## PROBLEM DESCRIPTION:
Copy each line of the entries below that contains the string "kind".
(DATA SECTION Opens)
//! Request validation.
//!
//! Everything here runs before any data is fetched or any solver is invoked.

use crate::error::{PortfolioError, Result};
use chrono::{Months, NaiveDate};
use std::collections::HashSet;
use tangent_optimize::RiskCeiling;

/// Slack on `max_weight * N >= 1` for caps like `1/3`.
const CAP_SUM_TOLERANCE: f64 = 1e-12;

/// Check the ticker list and the per-asset cap.
///
/// An empty list or caps summing to less than one cannot hold a fully
/// invested long-only portfolio.
pub fn validate_allocation(tickers: &[String], max_weight: f64) -> Result<()> {
    if tickers.is_empty() {
        return Err(PortfolioError::InfeasibleConstraints(
            "at least one ticker is required".to_string(),
        ));
    }

    let mut seen = HashSet::with_capacity(tickers.len());
    for ticker in tickers {
        if ticker.trim().is_empty() {
            return Err(PortfolioError::InvalidRequest("empty ticker symbol".to_string()));
        }
        if !seen.insert(ticker.as_str()) {
            return Err(PortfolioError::InvalidRequest(format!(
                "duplicate ticker {}",
                ticker
            )));
        }
    }

    if !max_weight.is_finite() || max_weight <= 0.0 {
        return Err(PortfolioError::InfeasibleConstraints(format!(
            "max_weight must be positive, got {}",
            max_weight
        )));
    }
    let capacity = max_weight.min(1.0) * tickers.len() as f64;
    if capacity < 1.0 - CAP_SUM_TOLERANCE {
        return Err(PortfolioError::InfeasibleConstraints(format!(
            "max_weight {} across {} tickers allows only {:.4} of the portfolio",
            max_weight,
            tickers.len(),
            capacity
        )));
    }
    Ok(())
}

/// Interpret a caller-supplied `max_risk`: zero means no ceiling.
pub fn risk_ceiling(max_risk: f64) -> Result<RiskCeiling> {
    RiskCeiling::from_max_risk(max_risk).map_err(|e| PortfolioError::InvalidRequest(e.to_string()))
}

/// Reject ceilings that are not positive finite numbers.
pub fn validate_ceiling(ceiling: RiskCeiling) -> Result<()> {
    match ceiling.limit() {
        Some(max) if !max.is_finite() || max <= 0.0 => Err(PortfolioError::InvalidRequest(
            format!("risk ceiling must be positive, got {}", max),
        )),
        _ => Ok(()),
    }
}

/// First day of the lookback window ending at `date`.
///
/// Same month and day `years` earlier; 29 February falls back to the 28th.
pub fn lookback_start(date: NaiveDate, years: u32) -> Result<NaiveDate> {
    years
        .checked_mul(12)
        .and_then(|months| date.checked_sub_months(Months::new(months)))
        .ok_or_else(|| {
            PortfolioError::InvalidRequest(format!(
                "cannot look back {} years from {}",
                years, date
            ))
        })
}

#[cfg(test)]
mod tests {
    use super::*;
    use rstest::rstest;

    fn tickers(symbols: &[&str]) -> Vec<String> {
        symbols.iter().map(|s| s.to_string()).collect()
    }

    #[rstest]
    #[case(&["A", "B", "C", "D"], 0.25)]
    #[case(&["A", "B", "C"], 1.0 / 3.0)]
    #[case(&["A"], 1.0)]
    #[case(&["A", "B"], 1.5)]
    fn test_feasible_allocations(#[case] symbols: &[&str], #[case] max_weight: f64) {
        assert!(validate_allocation(&tickers(symbols), max_weight).is_ok());
    }

    #[rstest]
    #[case(&[], 0.5)]
    #[case(&["A", "B", "C", "D"], 0.2)]
    #[case(&["A"], 0.0)]
    #[case(&["A"], f64::NAN)]
    fn test_infeasible_allocations(#[case] symbols: &[&str], #[case] max_weight: f64) {
        let err = validate_allocation(&tickers(symbols), max_weight).unwrap_err();
        assert_eq!(err.kind(), "infeasible_constraints");
    }

    #[rstest]
    #[case(&["A", "A"])]
    #[case(&["A", " "])]
    fn test_malformed_tickers(#[case] symbols: &[&str]) {
        let err = validate_allocation(&tickers(symbols), 1.0).unwrap_err();
        assert_eq!(err.kind(), "invalid_request");
    }

    #[rstest]
    #[case(0.0, RiskCeiling::Unbounded)]
    #[case(0.18, RiskCeiling::AtMost(0.18))]
    fn test_risk_ceiling(#[case] max_risk: f64, #[case] expected: RiskCeiling) {
        assert_eq!(risk_ceiling(max_risk).unwrap(), expected);
    }

    #[rstest]
    #[case(-0.1)]
    #[case(f64::NAN)]
    fn test_bad_risk_ceiling(#[case] max_risk: f64) {
        assert_eq!(risk_ceiling(max_risk).unwrap_err().kind(), "invalid_request");
    }

    #[test]
    fn test_validate_ceiling() {
        assert!(validate_ceiling(RiskCeiling::Unbounded).is_ok());
        assert!(validate_ceiling(RiskCeiling::AtMost(0.2)).is_ok());
        assert!(validate_ceiling(RiskCeiling::AtMost(0.0)).is_err());
        assert!(validate_ceiling(RiskCeiling::AtMost(f64::INFINITY)).is_err());
    }

    #[rstest]
    #[case((2024, 6, 14), 5, (2019, 6, 14))]
    #[case((2024, 2, 29), 5, (2019, 2, 28))]
    #[case((2024, 2, 29), 4, (2020, 2, 29))]
    fn test_lookback_start(
        #[case] date: (i32, u32, u32),
        #[case] years: u32,
        #[case] expected: (i32, u32, u32),
    ) {
        let ymd = |(y, m, d): (i32, u32, u32)| NaiveDate::from_ymd_opt(y, m, d).unwrap();
        assert_eq!(lookback_start(ymd(date), years).unwrap(), ymd(expected));
    }
}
(DATA SECTION Closes)
## REPLY TO THE EXERCISE:
        assert_eq!(err.kind(), "infeasible_constraints");
        assert_eq!(err.kind(), "invalid_request");
        assert_eq!(risk_ceiling(max_risk).unwrap_err().kind(), "invalid_request");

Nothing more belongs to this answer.